## Your assignment
Among the entries below, find the lines that contain the string "EmbeddingProviderConfig". State only how many there are.

## Data for this task
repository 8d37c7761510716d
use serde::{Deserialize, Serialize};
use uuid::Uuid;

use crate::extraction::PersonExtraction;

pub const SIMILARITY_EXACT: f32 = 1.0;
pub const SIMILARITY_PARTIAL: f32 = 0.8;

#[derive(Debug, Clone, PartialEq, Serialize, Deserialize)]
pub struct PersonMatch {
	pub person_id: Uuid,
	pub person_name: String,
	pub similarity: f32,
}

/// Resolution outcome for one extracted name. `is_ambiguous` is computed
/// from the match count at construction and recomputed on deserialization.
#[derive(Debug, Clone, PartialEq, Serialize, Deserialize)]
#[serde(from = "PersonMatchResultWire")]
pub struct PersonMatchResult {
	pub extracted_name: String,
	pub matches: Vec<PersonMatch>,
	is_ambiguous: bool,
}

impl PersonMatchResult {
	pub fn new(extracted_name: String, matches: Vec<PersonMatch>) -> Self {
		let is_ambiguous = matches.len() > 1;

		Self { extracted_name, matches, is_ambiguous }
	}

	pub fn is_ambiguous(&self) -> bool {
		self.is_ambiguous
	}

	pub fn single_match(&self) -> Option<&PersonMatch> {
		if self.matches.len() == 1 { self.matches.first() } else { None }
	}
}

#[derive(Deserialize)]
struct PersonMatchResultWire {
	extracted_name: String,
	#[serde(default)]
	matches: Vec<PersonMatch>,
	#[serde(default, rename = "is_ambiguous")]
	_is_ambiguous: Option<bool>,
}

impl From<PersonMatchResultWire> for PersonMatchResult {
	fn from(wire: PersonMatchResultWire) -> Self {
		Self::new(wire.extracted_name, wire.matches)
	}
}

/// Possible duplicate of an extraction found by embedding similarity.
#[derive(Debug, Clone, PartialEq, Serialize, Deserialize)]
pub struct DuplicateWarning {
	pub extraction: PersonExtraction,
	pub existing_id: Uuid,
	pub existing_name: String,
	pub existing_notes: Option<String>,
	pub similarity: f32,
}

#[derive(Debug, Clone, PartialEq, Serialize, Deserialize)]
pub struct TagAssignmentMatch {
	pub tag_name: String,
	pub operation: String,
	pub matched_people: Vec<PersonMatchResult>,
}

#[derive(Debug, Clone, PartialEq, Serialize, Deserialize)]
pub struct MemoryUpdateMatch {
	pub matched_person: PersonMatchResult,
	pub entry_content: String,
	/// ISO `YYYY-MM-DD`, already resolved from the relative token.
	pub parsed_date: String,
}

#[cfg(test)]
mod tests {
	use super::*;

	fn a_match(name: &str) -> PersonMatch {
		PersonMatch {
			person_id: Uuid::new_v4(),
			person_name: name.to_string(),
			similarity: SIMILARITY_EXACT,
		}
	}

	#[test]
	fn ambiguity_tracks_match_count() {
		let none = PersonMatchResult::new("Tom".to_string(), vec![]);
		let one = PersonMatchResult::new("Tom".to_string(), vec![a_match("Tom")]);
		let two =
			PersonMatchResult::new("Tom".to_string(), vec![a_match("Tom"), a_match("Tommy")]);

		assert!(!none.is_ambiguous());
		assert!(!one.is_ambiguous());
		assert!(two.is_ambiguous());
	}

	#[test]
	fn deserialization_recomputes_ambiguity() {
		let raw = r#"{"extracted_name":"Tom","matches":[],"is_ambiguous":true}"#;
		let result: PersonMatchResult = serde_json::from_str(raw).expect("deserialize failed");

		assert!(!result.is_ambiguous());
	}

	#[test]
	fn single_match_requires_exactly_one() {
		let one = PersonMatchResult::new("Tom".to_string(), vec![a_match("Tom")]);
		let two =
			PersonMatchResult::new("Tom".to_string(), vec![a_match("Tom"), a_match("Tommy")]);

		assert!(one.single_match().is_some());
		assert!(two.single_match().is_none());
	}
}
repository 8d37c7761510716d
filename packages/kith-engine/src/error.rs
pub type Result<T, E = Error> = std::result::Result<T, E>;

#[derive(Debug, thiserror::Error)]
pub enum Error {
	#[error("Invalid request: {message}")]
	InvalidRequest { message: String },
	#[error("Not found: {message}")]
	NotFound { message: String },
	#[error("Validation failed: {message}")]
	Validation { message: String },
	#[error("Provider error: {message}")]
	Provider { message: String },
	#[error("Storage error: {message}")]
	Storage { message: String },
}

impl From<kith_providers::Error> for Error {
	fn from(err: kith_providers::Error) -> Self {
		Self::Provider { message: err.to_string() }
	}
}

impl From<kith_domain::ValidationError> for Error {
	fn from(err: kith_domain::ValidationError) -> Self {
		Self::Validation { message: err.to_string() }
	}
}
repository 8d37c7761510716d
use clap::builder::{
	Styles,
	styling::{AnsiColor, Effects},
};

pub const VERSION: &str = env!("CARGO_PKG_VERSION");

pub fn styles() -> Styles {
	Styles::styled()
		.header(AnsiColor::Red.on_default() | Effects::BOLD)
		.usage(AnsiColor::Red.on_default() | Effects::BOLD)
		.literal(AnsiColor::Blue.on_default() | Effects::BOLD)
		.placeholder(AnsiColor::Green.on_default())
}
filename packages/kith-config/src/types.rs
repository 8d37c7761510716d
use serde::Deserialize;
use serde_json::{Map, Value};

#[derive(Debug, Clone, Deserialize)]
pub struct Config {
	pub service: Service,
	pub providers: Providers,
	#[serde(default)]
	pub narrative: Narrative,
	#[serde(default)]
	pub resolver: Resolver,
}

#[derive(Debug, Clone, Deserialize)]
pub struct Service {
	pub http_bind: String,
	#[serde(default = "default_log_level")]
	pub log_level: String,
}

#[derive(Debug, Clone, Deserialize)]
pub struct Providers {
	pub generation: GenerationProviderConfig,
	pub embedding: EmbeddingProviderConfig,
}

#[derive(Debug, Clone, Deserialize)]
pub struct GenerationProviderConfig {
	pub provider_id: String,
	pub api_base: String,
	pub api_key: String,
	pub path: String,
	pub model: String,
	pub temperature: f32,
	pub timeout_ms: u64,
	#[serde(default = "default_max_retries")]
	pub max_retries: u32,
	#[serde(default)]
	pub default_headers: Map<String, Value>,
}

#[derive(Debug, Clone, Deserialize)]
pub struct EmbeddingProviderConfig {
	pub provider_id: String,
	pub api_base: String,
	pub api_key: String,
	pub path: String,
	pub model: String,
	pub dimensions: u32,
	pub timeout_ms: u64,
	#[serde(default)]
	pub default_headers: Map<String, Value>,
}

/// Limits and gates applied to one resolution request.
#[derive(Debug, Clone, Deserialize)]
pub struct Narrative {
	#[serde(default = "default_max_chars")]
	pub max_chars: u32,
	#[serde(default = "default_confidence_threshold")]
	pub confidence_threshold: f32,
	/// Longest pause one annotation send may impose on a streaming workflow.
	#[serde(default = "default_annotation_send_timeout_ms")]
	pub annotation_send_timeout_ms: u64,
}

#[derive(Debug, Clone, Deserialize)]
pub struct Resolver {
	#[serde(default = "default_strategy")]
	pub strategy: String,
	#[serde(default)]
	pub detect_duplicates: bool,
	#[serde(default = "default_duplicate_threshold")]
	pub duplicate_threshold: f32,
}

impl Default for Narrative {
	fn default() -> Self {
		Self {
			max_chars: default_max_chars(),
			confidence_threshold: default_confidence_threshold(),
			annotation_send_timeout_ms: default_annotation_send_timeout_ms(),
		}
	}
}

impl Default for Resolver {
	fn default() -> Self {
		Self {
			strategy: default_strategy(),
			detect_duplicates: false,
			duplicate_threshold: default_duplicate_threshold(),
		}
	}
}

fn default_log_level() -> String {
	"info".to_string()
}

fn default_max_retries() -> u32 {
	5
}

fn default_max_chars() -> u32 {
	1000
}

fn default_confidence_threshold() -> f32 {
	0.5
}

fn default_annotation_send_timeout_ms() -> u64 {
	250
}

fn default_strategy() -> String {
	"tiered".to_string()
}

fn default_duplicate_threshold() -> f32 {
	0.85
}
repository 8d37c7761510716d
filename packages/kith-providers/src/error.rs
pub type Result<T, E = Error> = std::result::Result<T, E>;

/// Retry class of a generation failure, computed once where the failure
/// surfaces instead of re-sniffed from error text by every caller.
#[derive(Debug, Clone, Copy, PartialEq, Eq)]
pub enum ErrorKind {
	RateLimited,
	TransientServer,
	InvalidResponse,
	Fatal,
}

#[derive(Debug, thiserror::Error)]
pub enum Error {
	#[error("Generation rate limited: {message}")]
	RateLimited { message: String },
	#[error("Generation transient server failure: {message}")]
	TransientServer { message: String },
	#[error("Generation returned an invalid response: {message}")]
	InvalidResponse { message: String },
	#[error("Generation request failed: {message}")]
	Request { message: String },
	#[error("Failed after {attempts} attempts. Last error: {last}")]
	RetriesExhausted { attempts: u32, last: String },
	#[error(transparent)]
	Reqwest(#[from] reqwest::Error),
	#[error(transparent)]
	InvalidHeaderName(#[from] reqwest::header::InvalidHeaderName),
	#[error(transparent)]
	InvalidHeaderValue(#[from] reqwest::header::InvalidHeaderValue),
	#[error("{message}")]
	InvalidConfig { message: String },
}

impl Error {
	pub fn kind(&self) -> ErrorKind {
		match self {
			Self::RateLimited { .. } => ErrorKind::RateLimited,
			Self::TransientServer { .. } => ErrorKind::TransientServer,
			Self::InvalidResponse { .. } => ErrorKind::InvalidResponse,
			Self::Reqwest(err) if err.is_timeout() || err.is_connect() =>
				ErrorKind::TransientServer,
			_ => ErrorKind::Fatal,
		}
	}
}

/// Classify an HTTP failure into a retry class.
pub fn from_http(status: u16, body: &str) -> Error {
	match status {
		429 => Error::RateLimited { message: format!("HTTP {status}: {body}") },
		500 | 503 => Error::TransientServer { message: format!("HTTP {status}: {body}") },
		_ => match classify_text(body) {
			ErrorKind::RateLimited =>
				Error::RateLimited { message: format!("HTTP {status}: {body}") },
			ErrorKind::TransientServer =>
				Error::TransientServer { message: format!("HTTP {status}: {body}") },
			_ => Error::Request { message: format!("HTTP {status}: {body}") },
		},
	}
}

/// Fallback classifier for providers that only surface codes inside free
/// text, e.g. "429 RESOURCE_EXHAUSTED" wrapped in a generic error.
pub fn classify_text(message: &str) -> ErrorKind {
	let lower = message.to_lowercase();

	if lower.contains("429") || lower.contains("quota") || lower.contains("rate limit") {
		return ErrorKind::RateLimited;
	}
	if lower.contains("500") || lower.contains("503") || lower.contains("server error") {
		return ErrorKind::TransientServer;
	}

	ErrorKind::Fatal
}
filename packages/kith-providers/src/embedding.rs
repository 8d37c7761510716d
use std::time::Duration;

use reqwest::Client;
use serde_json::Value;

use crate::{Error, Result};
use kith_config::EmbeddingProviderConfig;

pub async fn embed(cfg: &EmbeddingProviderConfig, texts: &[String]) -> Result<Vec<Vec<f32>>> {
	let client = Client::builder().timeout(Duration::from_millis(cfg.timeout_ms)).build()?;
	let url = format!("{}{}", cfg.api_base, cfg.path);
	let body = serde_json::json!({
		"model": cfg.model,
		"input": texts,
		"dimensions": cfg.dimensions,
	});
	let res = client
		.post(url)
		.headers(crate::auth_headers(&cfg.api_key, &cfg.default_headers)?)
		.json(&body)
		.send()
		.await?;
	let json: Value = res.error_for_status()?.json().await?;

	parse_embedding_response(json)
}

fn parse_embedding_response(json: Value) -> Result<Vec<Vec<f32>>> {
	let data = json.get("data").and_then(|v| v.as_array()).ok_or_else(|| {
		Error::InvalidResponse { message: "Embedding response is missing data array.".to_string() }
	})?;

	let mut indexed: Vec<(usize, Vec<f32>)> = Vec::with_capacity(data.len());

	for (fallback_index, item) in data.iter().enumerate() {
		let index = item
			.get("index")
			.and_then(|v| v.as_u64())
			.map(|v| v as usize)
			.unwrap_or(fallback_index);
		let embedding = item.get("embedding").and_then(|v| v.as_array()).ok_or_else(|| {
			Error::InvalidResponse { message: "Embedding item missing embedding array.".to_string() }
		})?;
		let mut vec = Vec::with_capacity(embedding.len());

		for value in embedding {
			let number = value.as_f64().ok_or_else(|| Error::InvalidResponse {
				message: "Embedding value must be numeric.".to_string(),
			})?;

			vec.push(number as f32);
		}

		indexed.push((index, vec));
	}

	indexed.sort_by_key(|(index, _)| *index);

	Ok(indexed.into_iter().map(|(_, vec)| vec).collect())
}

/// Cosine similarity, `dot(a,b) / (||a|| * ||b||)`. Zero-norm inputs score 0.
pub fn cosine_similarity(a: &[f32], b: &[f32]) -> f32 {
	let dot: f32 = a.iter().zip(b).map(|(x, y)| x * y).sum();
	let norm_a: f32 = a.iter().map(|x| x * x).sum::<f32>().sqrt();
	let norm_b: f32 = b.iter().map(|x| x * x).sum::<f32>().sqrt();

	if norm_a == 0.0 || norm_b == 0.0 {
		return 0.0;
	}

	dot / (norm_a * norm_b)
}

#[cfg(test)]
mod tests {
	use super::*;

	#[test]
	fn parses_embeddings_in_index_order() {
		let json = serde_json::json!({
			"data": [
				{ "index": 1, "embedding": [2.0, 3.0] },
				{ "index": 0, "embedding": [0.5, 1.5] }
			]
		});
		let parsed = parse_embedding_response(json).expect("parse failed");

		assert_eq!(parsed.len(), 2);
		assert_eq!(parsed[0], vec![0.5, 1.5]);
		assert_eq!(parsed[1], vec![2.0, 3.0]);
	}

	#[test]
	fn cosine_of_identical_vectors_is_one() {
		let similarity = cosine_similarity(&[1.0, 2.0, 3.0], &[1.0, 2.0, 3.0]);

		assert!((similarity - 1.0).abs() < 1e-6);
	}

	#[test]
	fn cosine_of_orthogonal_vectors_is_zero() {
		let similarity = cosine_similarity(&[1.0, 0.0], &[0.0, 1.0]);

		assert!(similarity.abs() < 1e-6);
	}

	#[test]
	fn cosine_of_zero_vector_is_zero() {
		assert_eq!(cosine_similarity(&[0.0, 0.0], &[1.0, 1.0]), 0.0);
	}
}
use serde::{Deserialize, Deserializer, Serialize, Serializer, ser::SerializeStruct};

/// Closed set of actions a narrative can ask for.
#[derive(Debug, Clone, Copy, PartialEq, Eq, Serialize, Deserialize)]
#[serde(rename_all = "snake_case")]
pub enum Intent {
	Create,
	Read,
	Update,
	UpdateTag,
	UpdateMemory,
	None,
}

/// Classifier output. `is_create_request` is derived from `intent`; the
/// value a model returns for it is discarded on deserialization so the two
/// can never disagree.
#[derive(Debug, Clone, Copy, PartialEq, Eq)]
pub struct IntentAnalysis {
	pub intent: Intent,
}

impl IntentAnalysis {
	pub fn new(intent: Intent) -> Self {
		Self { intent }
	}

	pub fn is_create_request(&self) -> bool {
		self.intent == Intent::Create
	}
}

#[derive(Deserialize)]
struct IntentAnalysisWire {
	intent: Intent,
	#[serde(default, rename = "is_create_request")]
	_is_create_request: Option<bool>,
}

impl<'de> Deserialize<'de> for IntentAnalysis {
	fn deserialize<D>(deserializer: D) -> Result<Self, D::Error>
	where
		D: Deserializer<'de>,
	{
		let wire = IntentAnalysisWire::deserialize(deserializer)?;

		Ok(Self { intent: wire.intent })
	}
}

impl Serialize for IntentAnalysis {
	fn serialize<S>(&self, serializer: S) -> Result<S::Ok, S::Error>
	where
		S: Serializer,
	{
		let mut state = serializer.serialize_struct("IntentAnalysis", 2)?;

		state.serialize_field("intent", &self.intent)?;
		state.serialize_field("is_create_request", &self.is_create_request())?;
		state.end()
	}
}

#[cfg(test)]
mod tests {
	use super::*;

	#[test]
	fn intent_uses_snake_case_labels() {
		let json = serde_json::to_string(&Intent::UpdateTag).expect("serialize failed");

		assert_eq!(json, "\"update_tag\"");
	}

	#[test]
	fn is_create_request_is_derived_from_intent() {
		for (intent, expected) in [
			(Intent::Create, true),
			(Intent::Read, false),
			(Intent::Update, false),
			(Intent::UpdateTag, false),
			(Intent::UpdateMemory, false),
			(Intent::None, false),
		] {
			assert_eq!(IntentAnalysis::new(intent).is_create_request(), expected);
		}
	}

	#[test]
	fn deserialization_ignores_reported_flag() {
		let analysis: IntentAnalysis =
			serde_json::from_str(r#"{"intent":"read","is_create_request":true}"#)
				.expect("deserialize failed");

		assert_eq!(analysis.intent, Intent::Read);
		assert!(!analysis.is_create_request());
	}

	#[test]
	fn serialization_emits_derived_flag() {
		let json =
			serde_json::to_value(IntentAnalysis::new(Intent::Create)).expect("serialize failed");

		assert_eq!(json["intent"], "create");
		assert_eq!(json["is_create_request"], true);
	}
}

## Exercise response
4